§ Exercise description
Quote all of the data below exactly, please.

(Data shown Opens)

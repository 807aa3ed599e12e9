//! Merged port discovery
//!
//! Each transport kind contributes candidates through a [`PortSource`];
//! [`PortDiscovery`] asks every source in turn and merges the answers
//! into one de-duplicated set. A failing source is logged and skipped.
//! Discovery never touches hub state.

use std::collections::BTreeSet;
use std::time::Duration;

use lab_transport::{PrologixBridge, ResourceId, DISCOVERY_TIMEOUT, MAX_BUS_ADDRESS};
use tracing::{debug, info, warn};

use crate::error::DetectError;
use crate::probe::{probe_serial_port, ProbeConfig};
use crate::scanner::PortScanner;

/// Number of placeholder bus addresses offered in simulation mode
pub const DEBUG_PORT_COUNT: u8 = 30;

/// A provider of candidate resource identifiers
pub trait PortSource: Send {
    /// Short name used in logs
    fn name(&self) -> &str;

    /// List the identifiers this source can currently reach
    fn list(&self) -> Result<Vec<ResourceId>, DetectError>;
}

/// OS serial ports that can actually be opened
#[derive(Debug, Clone, Default)]
pub struct SerialSource {
    scanner: PortScanner,
    probe: ProbeConfig,
}

impl SerialSource {
    /// Create a source with the default scanner and probe settings
    pub fn new() -> Self {
        Self::default()
    }

    /// Use a custom scanner and probe configuration
    pub fn with_config(scanner: PortScanner, probe: ProbeConfig) -> Self {
        Self { scanner, probe }
    }

    /// Enumerated ports, without the liveness check
    pub fn candidates(&self) -> Result<Vec<ResourceId>, DetectError> {
        Ok(self
            .scanner
            .enumerate_ports()?
            .into_iter()
            .map(|p| ResourceId::new(p.port))
            .collect())
    }
}

impl PortSource for SerialSource {
    fn name(&self) -> &str {
        "serial"
    }

    fn list(&self) -> Result<Vec<ResourceId>, DetectError> {
        Ok(self
            .candidates()?
            .into_iter()
            .filter(|p| probe_serial_port(p.as_str(), self.probe.baud_rate, self.probe.timeout))
            .collect())
    }
}

/// Bus addresses answering behind a Prologix bridge
#[derive(Debug, Clone)]
pub struct BridgeSource {
    bridge: PrologixBridge,
    max_address: u8,
    probe_timeout: Duration,
}

impl BridgeSource {
    /// Scan `bridge` over the full address range
    pub fn new(bridge: PrologixBridge) -> Self {
        Self {
            bridge,
            max_address: MAX_BUS_ADDRESS,
            probe_timeout: DISCOVERY_TIMEOUT,
        }
    }

    /// Limit the scan to `0..=max_address`
    pub fn with_max_address(mut self, max_address: u8) -> Self {
        self.max_address = max_address;
        self
    }

    /// Per-address probe timeout
    pub fn with_probe_timeout(mut self, timeout: Duration) -> Self {
        self.probe_timeout = timeout;
        self
    }
}

impl PortSource for BridgeSource {
    fn name(&self) -> &str {
        "prologix"
    }

    fn list(&self) -> Result<Vec<ResourceId>, DetectError> {
        Ok(self
            .bridge
            .discover_addresses_with_timeout(self.max_address, self.probe_timeout)?)
    }
}

/// Resources reported by the system VISA library
///
/// Only resources whose name contains `filter` are kept; by default that
/// is `GPIB`, since serial devices are already covered by [`SerialSource`].
#[derive(Debug, Clone)]
pub struct VisaSource {
    filter: String,
}

impl VisaSource {
    /// Keep GPIB resources only
    pub fn new() -> Self {
        Self {
            filter: "GPIB".to_string(),
        }
    }

    /// Keep resources containing `filter`
    pub fn with_filter(filter: impl Into<String>) -> Self {
        Self {
            filter: filter.into(),
        }
    }

    /// Apply the name filter to raw resource names
    pub fn filter_names<I, S>(&self, names: I) -> Vec<ResourceId>
    where
        I: IntoIterator<Item = S>,
        S: AsRef<str>,
    {
        names
            .into_iter()
            .filter(|n| n.as_ref().contains(self.filter.as_str()))
            .map(|n| ResourceId::new(n.as_ref()))
            .collect()
    }

    #[cfg(feature = "visa")]
    fn raw_names(&self) -> Result<Vec<String>, DetectError> {
        use std::ffi::CString;
        use visa_rs::prelude::*;

        let rm = DefaultRM::new().map_err(|e| DetectError::EnumerationFailed(e.to_string()))?;
        let expr = CString::new("?*INSTR").map_err(|e| DetectError::EnumerationFailed(e.to_string()))?;
        let expr = visa_rs::VisaString::from(expr);
        let mut list = match rm.find_res_list(&expr) {
            Ok(list) => list,
            Err(e) => {
                debug!("VISA found no resources: {}", e);
                return Ok(Vec::new());
            }
        };

        let mut names = Vec::new();
        while let Some(name) = list
            .find_next()
            .map_err(|e| DetectError::EnumerationFailed(e.to_string()))?
        {
            names.push(name.to_string());
        }
        Ok(names)
    }

    #[cfg(not(feature = "visa"))]
    fn raw_names(&self) -> Result<Vec<String>, DetectError> {
        debug!("VISA support not enabled, skipping VISA enumeration");
        Ok(Vec::new())
    }
}

impl Default for VisaSource {
    fn default() -> Self {
        Self::new()
    }
}

impl PortSource for VisaSource {
    fn name(&self) -> &str {
        "visa"
    }

    fn list(&self) -> Result<Vec<ResourceId>, DetectError> {
        Ok(self.filter_names(self.raw_names()?))
    }
}

/// A fixed list of identifiers
#[derive(Debug, Clone, Default)]
pub struct StaticSource {
    ports: Vec<ResourceId>,
}

impl StaticSource {
    /// Source that always reports `ports`
    pub fn new<I, R>(ports: I) -> Self
    where
        I: IntoIterator<Item = R>,
        R: Into<ResourceId>,
    {
        Self {
            ports: ports.into_iter().map(Into::into).collect(),
        }
    }
}

impl PortSource for StaticSource {
    fn name(&self) -> &str {
        "static"
    }

    fn list(&self) -> Result<Vec<ResourceId>, DetectError> {
        Ok(self.ports.clone())
    }
}

/// Merges candidates from every configured source
#[derive(Default)]
pub struct PortDiscovery {
    sources: Vec<Box<dyn PortSource>>,
}

impl std::fmt::Debug for PortDiscovery {
    fn fmt(&self, f: &mut std::fmt::Formatter<'_>) -> std::fmt::Result {
        let names: Vec<&str> = self.sources.iter().map(|s| s.name()).collect();
        f.debug_struct("PortDiscovery").field("sources", &names).finish()
    }
}

impl PortDiscovery {
    /// Discovery with no sources
    pub fn new() -> Self {
        Self::default()
    }

    /// Serial and VISA sources, plus a bridge scan when a bridge is given
    pub fn system(bridge: Option<PrologixBridge>) -> Self {
        let mut discovery = Self::new()
            .with_source(SerialSource::new())
            .with_source(VisaSource::new());
        if let Some(bridge) = bridge {
            discovery = discovery.with_source(BridgeSource::new(bridge));
        }
        discovery
    }

    /// Add a source
    pub fn with_source(mut self, source: impl PortSource + 'static) -> Self {
        self.sources.push(Box::new(source));
        self
    }

    /// Number of configured sources
    pub fn source_count(&self) -> usize {
        self.sources.len()
    }

    /// Union of every source's identifiers
    pub fn discover(&self) -> BTreeSet<ResourceId> {
        let mut found = BTreeSet::new();
        for source in &self.sources {
            match source.list() {
                Ok(ports) => {
                    debug!("{} source reported {} port(s)", source.name(), ports.len());
                    found.extend(ports);
                }
                Err(e) => warn!("{} source failed: {}", source.name(), e),
            }
        }
        info!("Discovered {} connectable port(s)", found.len());
        found
    }
}

/// Placeholder bus addresses `GPIB0::0` through `GPIB0::29`
pub fn debug_port_list() -> Vec<ResourceId> {
    (0..DEBUG_PORT_COUNT).map(ResourceId::gpib).collect()
}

(Data shown Closes)

§ Exercise output
repository 807aa3ed599e12e9
//! Merged port discovery
//!
//! Each transport kind contributes candidates through a [`PortSource`];
//! [`PortDiscovery`] asks every source in turn and merges the answers
//! into one de-duplicated set. A failing source is logged and skipped.
//! Discovery never touches hub state.

use std::collections::BTreeSet;
use std::time::Duration;

use lab_transport::{PrologixBridge, ResourceId, DISCOVERY_TIMEOUT, MAX_BUS_ADDRESS};
use tracing::{debug, info, warn};

use crate::error::DetectError;
use crate::probe::{probe_serial_port, ProbeConfig};
use crate::scanner::PortScanner;

/// Number of placeholder bus addresses offered in simulation mode
pub const DEBUG_PORT_COUNT: u8 = 30;

/// A provider of candidate resource identifiers
pub trait PortSource: Send {
    /// Short name used in logs
    fn name(&self) -> &str;

    /// List the identifiers this source can currently reach
    fn list(&self) -> Result<Vec<ResourceId>, DetectError>;
}

/// OS serial ports that can actually be opened
#[derive(Debug, Clone, Default)]
pub struct SerialSource {
    scanner: PortScanner,
    probe: ProbeConfig,
}

impl SerialSource {
    /// Create a source with the default scanner and probe settings
    pub fn new() -> Self {
        Self::default()
    }

    /// Use a custom scanner and probe configuration
    pub fn with_config(scanner: PortScanner, probe: ProbeConfig) -> Self {
        Self { scanner, probe }
    }

    /// Enumerated ports, without the liveness check
    pub fn candidates(&self) -> Result<Vec<ResourceId>, DetectError> {
        Ok(self
            .scanner
            .enumerate_ports()?
            .into_iter()
            .map(|p| ResourceId::new(p.port))
            .collect())
    }
}

impl PortSource for SerialSource {
    fn name(&self) -> &str {
        "serial"
    }

    fn list(&self) -> Result<Vec<ResourceId>, DetectError> {
        Ok(self
            .candidates()?
            .into_iter()
            .filter(|p| probe_serial_port(p.as_str(), self.probe.baud_rate, self.probe.timeout))
            .collect())
    }
}

/// Bus addresses answering behind a Prologix bridge
#[derive(Debug, Clone)]
pub struct BridgeSource {
    bridge: PrologixBridge,
    max_address: u8,
    probe_timeout: Duration,
}

impl BridgeSource {
    /// Scan `bridge` over the full address range
    pub fn new(bridge: PrologixBridge) -> Self {
        Self {
            bridge,
            max_address: MAX_BUS_ADDRESS,
            probe_timeout: DISCOVERY_TIMEOUT,
        }
    }

    /// Limit the scan to `0..=max_address`
    pub fn with_max_address(mut self, max_address: u8) -> Self {
        self.max_address = max_address;
        self
    }

    /// Per-address probe timeout
    pub fn with_probe_timeout(mut self, timeout: Duration) -> Self {
        self.probe_timeout = timeout;
        self
    }
}

impl PortSource for BridgeSource {
    fn name(&self) -> &str {
        "prologix"
    }

    fn list(&self) -> Result<Vec<ResourceId>, DetectError> {
        Ok(self
            .bridge
            .discover_addresses_with_timeout(self.max_address, self.probe_timeout)?)
    }
}

/// Resources reported by the system VISA library
///
/// Only resources whose name contains `filter` are kept; by default that
/// is `GPIB`, since serial devices are already covered by [`SerialSource`].
#[derive(Debug, Clone)]
pub struct VisaSource {
    filter: String,
}

impl VisaSource {
    /// Keep GPIB resources only
    pub fn new() -> Self {
        Self {
            filter: "GPIB".to_string(),
        }
    }

    /// Keep resources containing `filter`
    pub fn with_filter(filter: impl Into<String>) -> Self {
        Self {
            filter: filter.into(),
        }
    }

    /// Apply the name filter to raw resource names
    pub fn filter_names<I, S>(&self, names: I) -> Vec<ResourceId>
    where
        I: IntoIterator<Item = S>,
        S: AsRef<str>,
    {
        names
            .into_iter()
            .filter(|n| n.as_ref().contains(self.filter.as_str()))
            .map(|n| ResourceId::new(n.as_ref()))
            .collect()
    }

    #[cfg(feature = "visa")]
    fn raw_names(&self) -> Result<Vec<String>, DetectError> {
        use std::ffi::CString;
        use visa_rs::prelude::*;

        let rm = DefaultRM::new().map_err(|e| DetectError::EnumerationFailed(e.to_string()))?;
        let expr = CString::new("?*INSTR").map_err(|e| DetectError::EnumerationFailed(e.to_string()))?;
        let expr = visa_rs::VisaString::from(expr);
        let mut list = match rm.find_res_list(&expr) {
            Ok(list) => list,
            Err(e) => {
                debug!("VISA found no resources: {}", e);
                return Ok(Vec::new());
            }
        };

        let mut names = Vec::new();
        while let Some(name) = list
            .find_next()
            .map_err(|e| DetectError::EnumerationFailed(e.to_string()))?
        {
            names.push(name.to_string());
        }
        Ok(names)
    }

    #[cfg(not(feature = "visa"))]
    fn raw_names(&self) -> Result<Vec<String>, DetectError> {
        debug!("VISA support not enabled, skipping VISA enumeration");
        Ok(Vec::new())
    }
}

impl Default for VisaSource {
    fn default() -> Self {
        Self::new()
    }
}

impl PortSource for VisaSource {
    fn name(&self) -> &str {
        "visa"
    }

    fn list(&self) -> Result<Vec<ResourceId>, DetectError> {
        Ok(self.filter_names(self.raw_names()?))
    }
}

/// A fixed list of identifiers
#[derive(Debug, Clone, Default)]
pub struct StaticSource {
    ports: Vec<ResourceId>,
}

impl StaticSource {
    /// Source that always reports `ports`
    pub fn new<I, R>(ports: I) -> Self
    where
        I: IntoIterator<Item = R>,
        R: Into<ResourceId>,
    {
        Self {
            ports: ports.into_iter().map(Into::into).collect(),
        }
    }
}

impl PortSource for StaticSource {
    fn name(&self) -> &str {
        "static"
    }

    fn list(&self) -> Result<Vec<ResourceId>, DetectError> {
        Ok(self.ports.clone())
    }
}

/// Merges candidates from every configured source
#[derive(Default)]
pub struct PortDiscovery {
    sources: Vec<Box<dyn PortSource>>,
}

impl std::fmt::Debug for PortDiscovery {
    fn fmt(&self, f: &mut std::fmt::Formatter<'_>) -> std::fmt::Result {
        let names: Vec<&str> = self.sources.iter().map(|s| s.name()).collect();
        f.debug_struct("PortDiscovery").field("sources", &names).finish()
    }
}

impl PortDiscovery {
    /// Discovery with no sources
    pub fn new() -> Self {
        Self::default()
    }

    /// Serial and VISA sources, plus a bridge scan when a bridge is given
    pub fn system(bridge: Option<PrologixBridge>) -> Self {
        let mut discovery = Self::new()
            .with_source(SerialSource::new())
            .with_source(VisaSource::new());
        if let Some(bridge) = bridge {
            discovery = discovery.with_source(BridgeSource::new(bridge));
        }
        discovery
    }

    /// Add a source
    pub fn with_source(mut self, source: impl PortSource + 'static) -> Self {
        self.sources.push(Box::new(source));
        self
    }

    /// Number of configured sources
    pub fn source_count(&self) -> usize {
        self.sources.len()
    }

    /// Union of every source's identifiers
    pub fn discover(&self) -> BTreeSet<ResourceId> {
        let mut found = BTreeSet::new();
        for source in &self.sources {
            match source.list() {
                Ok(ports) => {
                    debug!("{} source reported {} port(s)", source.name(), ports.len());
                    found.extend(ports);
                }
                Err(e) => warn!("{} source failed: {}", source.name(), e),
            }
        }
        info!("Discovered {} connectable port(s)", found.len());
        found
    }
}

/// Placeholder bus addresses `GPIB0::0` through `GPIB0::29`
pub fn debug_port_list() -> Vec<ResourceId> {
    (0..DEBUG_PORT_COUNT).map(ResourceId::gpib).collect()
}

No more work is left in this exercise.